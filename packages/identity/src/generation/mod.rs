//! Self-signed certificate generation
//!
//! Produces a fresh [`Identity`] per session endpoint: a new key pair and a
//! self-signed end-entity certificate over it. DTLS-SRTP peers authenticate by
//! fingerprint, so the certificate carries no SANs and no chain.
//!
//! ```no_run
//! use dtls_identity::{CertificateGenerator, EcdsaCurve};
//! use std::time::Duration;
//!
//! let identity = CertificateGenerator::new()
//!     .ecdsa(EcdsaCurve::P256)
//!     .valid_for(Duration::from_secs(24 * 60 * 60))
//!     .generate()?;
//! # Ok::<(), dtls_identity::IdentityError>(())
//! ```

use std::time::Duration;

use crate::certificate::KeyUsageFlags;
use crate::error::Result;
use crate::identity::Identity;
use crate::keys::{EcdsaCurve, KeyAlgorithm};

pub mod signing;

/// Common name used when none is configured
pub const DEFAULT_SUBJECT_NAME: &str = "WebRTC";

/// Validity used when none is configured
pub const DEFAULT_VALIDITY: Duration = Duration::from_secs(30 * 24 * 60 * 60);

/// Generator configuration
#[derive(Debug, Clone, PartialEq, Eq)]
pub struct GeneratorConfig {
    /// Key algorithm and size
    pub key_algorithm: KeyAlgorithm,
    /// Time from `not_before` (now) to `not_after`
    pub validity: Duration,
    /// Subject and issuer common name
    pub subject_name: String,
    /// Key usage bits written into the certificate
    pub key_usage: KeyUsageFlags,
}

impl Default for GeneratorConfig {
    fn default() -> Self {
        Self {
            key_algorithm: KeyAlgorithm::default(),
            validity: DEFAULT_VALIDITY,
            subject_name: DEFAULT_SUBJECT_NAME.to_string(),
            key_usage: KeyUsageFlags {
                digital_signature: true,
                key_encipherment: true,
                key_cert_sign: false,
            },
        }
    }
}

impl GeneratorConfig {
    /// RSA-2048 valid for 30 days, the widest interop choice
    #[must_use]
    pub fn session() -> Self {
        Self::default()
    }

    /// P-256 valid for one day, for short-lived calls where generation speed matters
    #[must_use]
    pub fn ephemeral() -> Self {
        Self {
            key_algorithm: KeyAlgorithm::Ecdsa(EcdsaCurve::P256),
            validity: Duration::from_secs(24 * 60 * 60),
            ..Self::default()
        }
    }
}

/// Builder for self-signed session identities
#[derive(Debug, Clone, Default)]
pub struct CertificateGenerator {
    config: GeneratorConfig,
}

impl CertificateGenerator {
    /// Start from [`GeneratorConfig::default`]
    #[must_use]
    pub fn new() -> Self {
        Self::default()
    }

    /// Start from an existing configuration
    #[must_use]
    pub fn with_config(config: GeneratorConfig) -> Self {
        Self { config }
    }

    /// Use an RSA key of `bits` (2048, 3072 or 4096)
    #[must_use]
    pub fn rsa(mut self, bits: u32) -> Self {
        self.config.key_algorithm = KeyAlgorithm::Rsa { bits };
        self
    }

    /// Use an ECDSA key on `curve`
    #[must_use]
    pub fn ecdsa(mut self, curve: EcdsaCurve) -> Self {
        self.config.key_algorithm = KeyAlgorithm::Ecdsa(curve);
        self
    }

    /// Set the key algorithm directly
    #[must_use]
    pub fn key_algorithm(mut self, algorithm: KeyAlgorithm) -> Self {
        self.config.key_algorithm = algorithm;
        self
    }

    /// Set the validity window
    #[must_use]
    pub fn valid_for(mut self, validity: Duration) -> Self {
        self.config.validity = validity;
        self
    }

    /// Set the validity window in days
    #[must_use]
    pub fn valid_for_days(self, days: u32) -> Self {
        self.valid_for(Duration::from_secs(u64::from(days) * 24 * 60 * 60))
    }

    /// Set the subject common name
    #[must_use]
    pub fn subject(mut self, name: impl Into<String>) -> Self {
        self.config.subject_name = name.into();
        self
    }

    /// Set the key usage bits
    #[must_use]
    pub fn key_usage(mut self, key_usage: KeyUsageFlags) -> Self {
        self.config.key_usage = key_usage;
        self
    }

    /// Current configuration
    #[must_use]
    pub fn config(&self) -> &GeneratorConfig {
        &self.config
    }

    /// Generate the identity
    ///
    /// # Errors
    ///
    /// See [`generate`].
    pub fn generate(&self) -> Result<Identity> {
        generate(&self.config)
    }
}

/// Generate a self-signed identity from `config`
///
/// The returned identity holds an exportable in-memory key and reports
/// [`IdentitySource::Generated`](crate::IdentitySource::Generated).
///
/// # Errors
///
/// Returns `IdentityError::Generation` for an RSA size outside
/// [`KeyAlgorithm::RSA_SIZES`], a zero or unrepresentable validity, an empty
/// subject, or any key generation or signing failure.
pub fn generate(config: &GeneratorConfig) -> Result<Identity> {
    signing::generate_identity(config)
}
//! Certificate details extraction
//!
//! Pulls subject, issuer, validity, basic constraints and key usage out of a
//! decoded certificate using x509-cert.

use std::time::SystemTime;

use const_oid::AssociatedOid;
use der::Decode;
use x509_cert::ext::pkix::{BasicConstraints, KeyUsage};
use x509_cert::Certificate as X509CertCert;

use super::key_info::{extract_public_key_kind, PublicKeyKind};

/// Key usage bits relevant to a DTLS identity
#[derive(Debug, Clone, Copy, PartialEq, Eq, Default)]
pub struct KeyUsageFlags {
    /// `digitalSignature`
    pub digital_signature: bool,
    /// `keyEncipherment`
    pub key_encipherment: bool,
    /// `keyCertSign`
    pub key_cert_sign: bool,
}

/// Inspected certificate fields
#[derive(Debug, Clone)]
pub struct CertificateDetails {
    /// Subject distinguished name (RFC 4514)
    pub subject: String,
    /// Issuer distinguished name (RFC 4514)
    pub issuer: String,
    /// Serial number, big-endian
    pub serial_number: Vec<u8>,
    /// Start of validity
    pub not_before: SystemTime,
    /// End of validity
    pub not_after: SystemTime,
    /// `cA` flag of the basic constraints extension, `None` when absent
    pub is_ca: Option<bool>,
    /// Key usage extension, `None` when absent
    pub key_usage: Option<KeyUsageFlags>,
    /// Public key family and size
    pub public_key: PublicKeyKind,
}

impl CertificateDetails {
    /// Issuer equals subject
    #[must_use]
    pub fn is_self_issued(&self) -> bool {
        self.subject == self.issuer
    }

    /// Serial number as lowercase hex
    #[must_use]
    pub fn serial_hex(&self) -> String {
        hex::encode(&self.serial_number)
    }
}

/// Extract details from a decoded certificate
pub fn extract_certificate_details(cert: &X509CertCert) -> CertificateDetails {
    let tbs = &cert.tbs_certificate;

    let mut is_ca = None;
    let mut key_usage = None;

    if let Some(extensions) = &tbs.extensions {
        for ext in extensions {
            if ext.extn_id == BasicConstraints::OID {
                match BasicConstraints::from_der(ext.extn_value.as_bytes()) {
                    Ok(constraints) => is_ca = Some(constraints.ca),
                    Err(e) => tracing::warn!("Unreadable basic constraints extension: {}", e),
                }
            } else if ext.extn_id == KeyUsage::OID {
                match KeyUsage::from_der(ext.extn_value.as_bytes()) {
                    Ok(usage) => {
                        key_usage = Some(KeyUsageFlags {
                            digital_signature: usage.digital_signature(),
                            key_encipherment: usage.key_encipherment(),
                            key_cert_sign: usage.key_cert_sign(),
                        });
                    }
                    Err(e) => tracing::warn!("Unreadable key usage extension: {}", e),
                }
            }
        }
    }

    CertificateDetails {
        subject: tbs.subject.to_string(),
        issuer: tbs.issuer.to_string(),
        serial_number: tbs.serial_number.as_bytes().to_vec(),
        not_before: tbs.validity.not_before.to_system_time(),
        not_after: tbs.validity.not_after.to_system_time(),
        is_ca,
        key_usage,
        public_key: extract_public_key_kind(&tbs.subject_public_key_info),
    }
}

------------------------------------------------------------------------

Work instructions:
Give only a number: how many lines of the data hold the string "IdentityError"?

Answer space:
2